In a study in which pregnant rats were orally administered 2 or 4 mg/kg diclofenac (0.08 and 0.16 times the MRHD based on BSA) from Gestation Day 15 through Lactation Day 21, significant maternal mortality (caused by gastrointestinal ulceration and peritonitis) was noted. These maternally toxic doses were associated with dystocia, prolonged gestation, intrauterine growth retardation, and decreased fetal survival.
Administration of NSAIDs (including diclofenac) inhibited ovulation in the rabbit and implantation and placentation in the rat and led to premature closure of the fetal ductus arteriosus.
Oral drops: Additional studies indicate that, with repeated oral doses in rats (>1 mg/kg body weight), diclofenac causes effects that influence fertility (lower testosterone level, and decreased epididymal and testicular weight in association with histopathological changes). Similar effects were also observed in the F1 generation following doses of ≥1.25 mg/kg in a two-generation study.
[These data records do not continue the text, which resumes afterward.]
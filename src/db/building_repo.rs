// src/db/building_repo.rs

use async_trait::async_trait;
use rust_decimal::Decimal;
use serde_json::Value;
use sqlx::PgPool;

use crate::{common::error::AppError, models::building::Building};

use super::map_unique_violation;

#[derive(Debug, Clone, Default)]
pub struct NewBuilding {
    pub name: String,
    pub year_built: Option<i32>,
    pub nearest_bts: Option<String>,
    pub nearest_mrt: Option<String>,
    pub distance_to_bts: Option<Decimal>,
    pub distance_to_mrt: Option<Decimal>,
    pub facilities: Option<Value>,
    pub photo_urls: Option<Value>,
}

#[async_trait]
pub trait BuildingRepo: Send + Sync {
    async fn create(&self, new_building: NewBuilding) -> Result<Building, AppError>;
    async fn find_by_id(&self, id: i32) -> Result<Option<Building>, AppError>;
    async fn find_by_name(&self, name: &str) -> Result<Option<Building>, AppError>;
    /// Case-insensitive name substring filter when `search` is non-empty.
    async fn list(&self, search: Option<&str>) -> Result<Vec<Building>, AppError>;
    async fn update(&self, building: &Building) -> Result<(), AppError>;
    async fn delete(&self, id: i32) -> Result<(), AppError>;
}

const BUILDING_COLUMNS: &str = "id, name, year_built, nearest_bts, nearest_mrt, \
    distance_to_bts, distance_to_mrt, facilities, photo_urls, created_at";

#[derive(Clone)]
pub struct PgBuildingRepo {
    pool: PgPool,
}

impl PgBuildingRepo {
    pub fn new(pool: PgPool) -> Self {
        Self { pool }
    }
}

#[async_trait]
impl BuildingRepo for PgBuildingRepo {
    async fn create(&self, new_building: NewBuilding) -> Result<Building, AppError> {
        let sql = format!(
            r#"
            INSERT INTO buildings (
                name, year_built, nearest_bts, nearest_mrt,
                distance_to_bts, distance_to_mrt, facilities, photo_urls, created_at
            )
            VALUES ($1, $2, $3, $4, $5, $6, $7, $8, NOW())
            RETURNING {BUILDING_COLUMNS}
            "#
        );
        let building = sqlx::query_as::<_, Building>(&sql)
            .bind(&new_building.name)
            .bind(new_building.year_built)
            .bind(&new_building.nearest_bts)
            .bind(&new_building.nearest_mrt)
            .bind(new_building.distance_to_bts)
            .bind(new_building.distance_to_mrt)
            .bind(&new_building.facilities)
            .bind(&new_building.photo_urls)
            .fetch_one(&self.pool)
            .await
            .map_err(|e| map_unique_violation(e, "Building with that name already exists"))?;

        Ok(building)
    }

    async fn find_by_id(&self, id: i32) -> Result<Option<Building>, AppError> {
        let sql = format!("SELECT {BUILDING_COLUMNS} FROM buildings WHERE id = $1");
        let maybe_building = sqlx::query_as::<_, Building>(&sql)
            .bind(id)
            .fetch_optional(&self.pool)
            .await?;
        Ok(maybe_building)
    }

    async fn find_by_name(&self, name: &str) -> Result<Option<Building>, AppError> {
        let sql = format!("SELECT {BUILDING_COLUMNS} FROM buildings WHERE name = $1");
        let maybe_building = sqlx::query_as::<_, Building>(&sql)
            .bind(name)
            .fetch_optional(&self.pool)
            .await?;
        Ok(maybe_building)
    }

    async fn list(&self, search: Option<&str>) -> Result<Vec<Building>, AppError> {
        let buildings = match search.filter(|s| !s.is_empty()) {
            Some(term) => {
                let sql = format!(
                    "SELECT {BUILDING_COLUMNS} FROM buildings WHERE name ILIKE $1 ORDER BY id"
                );
                sqlx::query_as::<_, Building>(&sql)
                    .bind(format!("%{term}%"))
                    .fetch_all(&self.pool)
                    .await?
            }
            None => {
                let sql = format!("SELECT {BUILDING_COLUMNS} FROM buildings ORDER BY id");
                sqlx::query_as::<_, Building>(&sql).fetch_all(&self.pool).await?
            }
        };
        Ok(buildings)
    }

    async fn update(&self, building: &Building) -> Result<(), AppError> {
        sqlx::query(
            r#"
            UPDATE buildings SET
                name = $2, year_built = $3, nearest_bts = $4, nearest_mrt = $5,
                distance_to_bts = $6, distance_to_mrt = $7, facilities = $8, photo_urls = $9
            WHERE id = $1
            "#,
        )
        .bind(building.id)
        .bind(&building.name)
        .bind(building.year_built)
        .bind(&building.nearest_bts)
        .bind(&building.nearest_mrt)
        .bind(building.distance_to_bts)
        .bind(building.distance_to_mrt)
        .bind(&building.facilities)
        .bind(&building.photo_urls)
        .execute(&self.pool)
        .await
        .map_err(|e| map_unique_violation(e, "Building with that name already exists"))?;
        Ok(())
    }

    async fn delete(&self, id: i32) -> Result<(), AppError> {
        sqlx::query("DELETE FROM buildings WHERE id = $1")
            .bind(id)
            .execute(&self.pool)
            .await?;
        Ok(())
    }
}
In dogs, daily subcutaneous doses of 2 mg/kg diclofenac sodium led to an increased spermatid count. Further studies describe a decreased mating frequency in female rats following a repeated dose of ≥0.5 mg/kg diclofenac. For this reason, an influence on both male and female fertility cannot be ruled out.
Diclofenac crosses the placental barrier in rodents. Administration of NSAIDs (including diclofenac) inhibited ovulation in rabbits and implantation and placentation in rats, and led to premature closure of the ductus arteriosus in pregnant rats. Maternally toxic doses of diclofenac were associated with dystocia, prolonged gestation, decreased fetal survival, and intrauterine growth retardation in rats. The slight effects of diclofenac on reproduction parameters and delivery as well as closure of the ductus arteriosus in utero are pharmacological effects of this class of prostaglandin synthetase inhibitors (see Contraindications).
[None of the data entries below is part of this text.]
// src/services/auth.rs
//
// Credential service for both principal kinds: staff users (email +
// bcrypt password) and portal clients (code + shared access key).
// Tokens are short-lived HS256 JWTs whose `value` claim is re-checked
// against current storage on validation, so rotating a client's access
// key invalidates every outstanding token for that client.

use std::sync::Arc;

use bcrypt::{hash, verify};
use chrono::Utc;
use jsonwebtoken::{decode, encode, DecodingKey, EncodingKey, Header, Validation};
use uuid::Uuid;

use crate::{
    common::error::AppError,
    db::{ClientRepo, NewUser, UserRepo},
    models::{auth::Claims, auth::User, client::Client},
};

const TOKEN_TTL_HOURS: i64 = 1;

#[derive(Clone)]
pub struct AuthService {
    user_repo: Arc<dyn UserRepo>,
    client_repo: Arc<dyn ClientRepo>,
    jwt_secret: String,
}

impl AuthService {
    pub fn new(
        user_repo: Arc<dyn UserRepo>,
        client_repo: Arc<dyn ClientRepo>,
        jwt_secret: String,
    ) -> Self {
        Self {
            user_repo,
            client_repo,
            jwt_secret,
        }
    }

    pub async fn register_user(
        &self,
        first_name: &str,
        last_name: &str,
        email: &str,
        password: &str,
    ) -> Result<(User, String), AppError> {
        // Hashing is CPU-bound, keep it off the async workers.
        let password_clone = password.to_owned();
        let password_hash =
            tokio::task::spawn_blocking(move || hash(&password_clone, bcrypt::DEFAULT_COST))
                .await
                .map_err(|e| anyhow::anyhow!("password hashing task failed: {e}"))??;

        let user = self
            .user_repo
            .create(NewUser {
                user_uuid: Uuid::new_v4(),
                password_hash,
                first_name: first_name.to_owned(),
                last_name: last_name.to_owned(),
                email: email.to_owned(),
            })
            .await?;

        let token = self.issue_token(&user.user_uuid.to_string(), &user.email)?;
        Ok((user, token))
    }

    pub async fn login_user(&self, email: &str, password: &str) -> Result<(User, String), AppError> {
        let user = self
            .user_repo
            .find_by_email(email)
            .await?
            .ok_or(AppError::InvalidCredentials)?;

        let password_clone = password.to_owned();
        let password_hash_clone = user.password_hash.clone();
        let is_password_valid =
            tokio::task::spawn_blocking(move || verify(&password_clone, &password_hash_clone))
                .await
                .map_err(|e| anyhow::anyhow!("password verification task failed: {e}"))??;

        if !is_password_valid {
            return Err(AppError::InvalidCredentials);
        }

        let token = self.issue_token(&user.user_uuid.to_string(), &user.email)?;
        Ok((user, token))
    }

    // The portal key is a shared secret, not a password: normalization
    // plus plain equality, with the same generic 401 on either failure.
    pub async fn client_login(
        &self,
        client_code: &str,
        access_key: &str,
    ) -> Result<(Client, String), AppError> {
        let code = client_code.trim().to_uppercase();
        let key = access_key.trim().to_uppercase();

        let client = self
            .client_repo
            .find_by_code(&code)
            .await?
            .ok_or(AppError::InvalidCredentials)?;

        let stored_key = match client.access_key.as_deref() {
            Some(stored) if stored.to_uppercase() == key => stored.to_owned(),
            _ => return Err(AppError::InvalidCredentials),
        };

        let token = self.issue_token(&client.code, &stored_key)?;
        Ok((client, token))
    }

    pub async fn validate_user_token(&self, token: &str) -> Result<User, AppError> {
        let claims = self.decode_token(token)?;
        let user_uuid = Uuid::parse_str(&claims.id).map_err(|_| AppError::InvalidToken)?;
        let user = self
            .user_repo
            .find_by_uuid(user_uuid)
            .await?
            .ok_or(AppError::InvalidToken)?;
        if user.email != claims.value {
            return Err(AppError::InvalidToken);
        }
        Ok(user)
    }

    pub async fn validate_client_token(&self, token: &str) -> Result<Client, AppError> {
        let claims = self.decode_token(token)?;
        let client = self
            .client_repo
            .find_by_code(&claims.id)
            .await?
            .ok_or(AppError::InvalidToken)?;
        // A rotated access key orphans the token.
        if client.access_key.as_deref() != Some(claims.value.as_str()) {
            return Err(AppError::InvalidToken);
        }
        Ok(client)
    }

    fn issue_token(&self, id: &str, value: &str) -> Result<String, AppError> {
        let expires_at = Utc::now() + chrono::Duration::hours(TOKEN_TTL_HOURS);
        let claims = Claims {
            id: id.to_owned(),
            value: value.to_owned(),
            exp: expires_at.timestamp() as usize,
        };
        Ok(encode(
            &Header::default(),
            &claims,
            &EncodingKey::from_secret(self.jwt_secret.as_ref()),
        )?)
    }

    fn decode_token(&self, token: &str) -> Result<Claims, AppError> {
        let token_data = decode::<Claims>(
            token,
            &DecodingKey::from_secret(self.jwt_secret.as_ref()),
            &Validation::default(),
        )
        .map_err(|_| AppError::InvalidToken)?;
        Ok(token_data.claims)
    }
}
In a study in mice, teratogenicity (cleft palate) was observed at the maternally toxic dose of 4 mg/kg. In rats and rabbits, doses up to the maternally toxic level did not lead to teratogenic effects. Delayed ossification and reduced fetal weight in a study in rabbits were the only changes observed in these investigations.
At maternally toxic doses, the perinatal and post-natal development of the offspring were impaired (see fertility, also birth weight and delayed post-natal growth as previously mentioned).
Lactation: Risk Summary: Like other NSAIDs, diclofenac passes into the breast milk in small amounts. Therefore, Cataflam should not be administered during breast-feeding in order to avoid undesirable effects in the infant.
Human Data: Diclofenac was detected in a low concentration (100 ng/mL) in breast milk in one nursing mother treated orally with a diclofenac salt of 150 mg/day. The estimated dose ingested by an infant consuming breast milk is equivalent to 0.03 mg/kg/day.
Females and males of reproductive potential: Female fertility: As with other NSAIDs, the use of Cataflam may impair female fertility and is not recommended in women attempting to conceive. In women who have difficulties conceiving or who are undergoing investigation of infertility, withdrawal of Cataflam should be considered.
Male fertility: There is no human data on the effect of Cataflam on male fertility.
Sugar-coated tablets: Diclofenac administered to male and female rats at 4 mg/kg/day (approximately 0.16 times the MRHD based on BSA comparison) did not affect fertility.
Oral drops: In animals, based on relevant data, impairment of male fertility cannot be ruled out (see Animal data as previously mentioned). The relevance of this finding for humans is unclear.